▶ **YOUR TASK**: Of the entries below, restate word for word only the section that runs from the line with "every kernel crate." to the line with "const _: ()", counting both ends.

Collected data
+---+

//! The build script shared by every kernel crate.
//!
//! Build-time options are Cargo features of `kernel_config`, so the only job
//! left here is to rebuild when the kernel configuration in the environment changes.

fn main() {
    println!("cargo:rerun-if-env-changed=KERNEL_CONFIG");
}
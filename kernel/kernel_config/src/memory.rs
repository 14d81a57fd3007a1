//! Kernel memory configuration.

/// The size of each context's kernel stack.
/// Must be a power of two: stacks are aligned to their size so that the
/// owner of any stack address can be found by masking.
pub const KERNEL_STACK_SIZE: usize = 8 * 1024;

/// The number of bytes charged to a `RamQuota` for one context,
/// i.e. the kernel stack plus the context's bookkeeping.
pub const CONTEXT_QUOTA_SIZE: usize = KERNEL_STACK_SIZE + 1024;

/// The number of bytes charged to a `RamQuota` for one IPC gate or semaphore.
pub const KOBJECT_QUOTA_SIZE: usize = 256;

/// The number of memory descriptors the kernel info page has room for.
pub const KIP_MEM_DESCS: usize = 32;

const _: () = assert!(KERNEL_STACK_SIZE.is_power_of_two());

+---+

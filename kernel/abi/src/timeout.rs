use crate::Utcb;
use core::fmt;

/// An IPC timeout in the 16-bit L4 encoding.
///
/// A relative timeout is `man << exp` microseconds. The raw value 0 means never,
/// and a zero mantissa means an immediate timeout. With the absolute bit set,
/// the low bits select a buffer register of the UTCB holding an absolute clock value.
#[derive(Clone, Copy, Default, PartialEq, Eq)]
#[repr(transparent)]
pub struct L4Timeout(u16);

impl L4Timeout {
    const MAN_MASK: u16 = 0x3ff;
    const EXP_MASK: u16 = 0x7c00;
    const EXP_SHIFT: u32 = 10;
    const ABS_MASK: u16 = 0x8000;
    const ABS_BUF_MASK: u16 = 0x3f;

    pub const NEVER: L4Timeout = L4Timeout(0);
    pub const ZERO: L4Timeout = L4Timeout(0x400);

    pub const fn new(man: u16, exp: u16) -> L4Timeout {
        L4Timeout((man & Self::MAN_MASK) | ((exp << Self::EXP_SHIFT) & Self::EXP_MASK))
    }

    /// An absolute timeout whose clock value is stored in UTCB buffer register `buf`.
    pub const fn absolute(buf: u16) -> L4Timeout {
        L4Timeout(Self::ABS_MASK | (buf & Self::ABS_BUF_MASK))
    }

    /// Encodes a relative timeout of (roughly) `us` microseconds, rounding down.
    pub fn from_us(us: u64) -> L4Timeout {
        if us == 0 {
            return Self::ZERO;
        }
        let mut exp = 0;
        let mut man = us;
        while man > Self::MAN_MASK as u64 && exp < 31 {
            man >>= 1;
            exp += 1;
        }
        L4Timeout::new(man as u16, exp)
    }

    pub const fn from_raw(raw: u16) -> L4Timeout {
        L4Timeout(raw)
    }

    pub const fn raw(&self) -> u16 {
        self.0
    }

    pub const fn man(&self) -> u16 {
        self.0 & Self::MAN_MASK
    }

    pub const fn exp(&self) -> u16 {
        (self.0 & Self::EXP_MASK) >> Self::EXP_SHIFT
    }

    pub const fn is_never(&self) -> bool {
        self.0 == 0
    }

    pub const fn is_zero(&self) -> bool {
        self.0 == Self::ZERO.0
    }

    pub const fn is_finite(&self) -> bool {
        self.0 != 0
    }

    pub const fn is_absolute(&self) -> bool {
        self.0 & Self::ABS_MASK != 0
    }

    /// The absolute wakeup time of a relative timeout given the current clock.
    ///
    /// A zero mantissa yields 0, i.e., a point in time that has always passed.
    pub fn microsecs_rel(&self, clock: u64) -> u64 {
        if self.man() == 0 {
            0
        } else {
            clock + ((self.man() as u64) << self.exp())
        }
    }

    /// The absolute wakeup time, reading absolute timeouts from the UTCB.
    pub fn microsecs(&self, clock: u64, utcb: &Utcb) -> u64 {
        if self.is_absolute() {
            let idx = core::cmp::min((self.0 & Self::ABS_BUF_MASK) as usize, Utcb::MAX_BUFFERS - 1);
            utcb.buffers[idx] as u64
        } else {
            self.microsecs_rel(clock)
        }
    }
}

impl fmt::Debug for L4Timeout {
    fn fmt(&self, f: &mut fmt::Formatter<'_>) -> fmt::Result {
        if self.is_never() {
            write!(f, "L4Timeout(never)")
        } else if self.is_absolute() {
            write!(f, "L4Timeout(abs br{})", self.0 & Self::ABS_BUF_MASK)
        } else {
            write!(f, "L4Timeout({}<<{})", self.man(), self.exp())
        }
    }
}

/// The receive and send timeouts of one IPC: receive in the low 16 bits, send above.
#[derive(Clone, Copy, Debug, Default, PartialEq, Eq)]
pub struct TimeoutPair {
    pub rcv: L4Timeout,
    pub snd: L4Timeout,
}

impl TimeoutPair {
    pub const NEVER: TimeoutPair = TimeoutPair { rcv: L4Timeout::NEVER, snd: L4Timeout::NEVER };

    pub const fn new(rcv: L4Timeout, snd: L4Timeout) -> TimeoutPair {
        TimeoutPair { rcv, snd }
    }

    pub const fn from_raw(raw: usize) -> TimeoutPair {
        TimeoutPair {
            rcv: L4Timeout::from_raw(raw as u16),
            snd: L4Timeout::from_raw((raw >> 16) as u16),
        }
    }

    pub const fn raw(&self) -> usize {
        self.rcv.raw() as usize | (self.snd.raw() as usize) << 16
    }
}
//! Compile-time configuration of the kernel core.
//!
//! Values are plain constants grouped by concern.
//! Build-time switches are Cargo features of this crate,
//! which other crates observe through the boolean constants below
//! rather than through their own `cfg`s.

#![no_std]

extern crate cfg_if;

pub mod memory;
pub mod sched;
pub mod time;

+---+

▶ **REPLY TO THE TASK**:
//! The build script shared by every kernel crate.
//!
//! Build-time options are Cargo features of `kernel_config`, so the only job
//! left here is to rebuild when the kernel configuration in the environment changes.

fn main() {
    println!("cargo:rerun-if-env-changed=KERNEL_CONFIG");
}
filename kernel/kernel_config/src/memory.rs
repository 14d81a57fd3007a1
//! Kernel memory configuration.

/// The size of each context's kernel stack.
/// Must be a power of two: stacks are aligned to their size so that the
/// owner of any stack address can be found by masking.
pub const KERNEL_STACK_SIZE: usize = 8 * 1024;

/// The number of bytes charged to a `RamQuota` for one context,
/// i.e. the kernel stack plus the context's bookkeeping.
pub const CONTEXT_QUOTA_SIZE: usize = KERNEL_STACK_SIZE + 1024;

/// The number of bytes charged to a `RamQuota` for one IPC gate or semaphore.
pub const KOBJECT_QUOTA_SIZE: usize = 256;

/// The number of memory descriptors the kernel info page has room for.
pub const KIP_MEM_DESCS: usize = 32;

const _: () = assert!(KERNEL_STACK_SIZE.is_power_of_two());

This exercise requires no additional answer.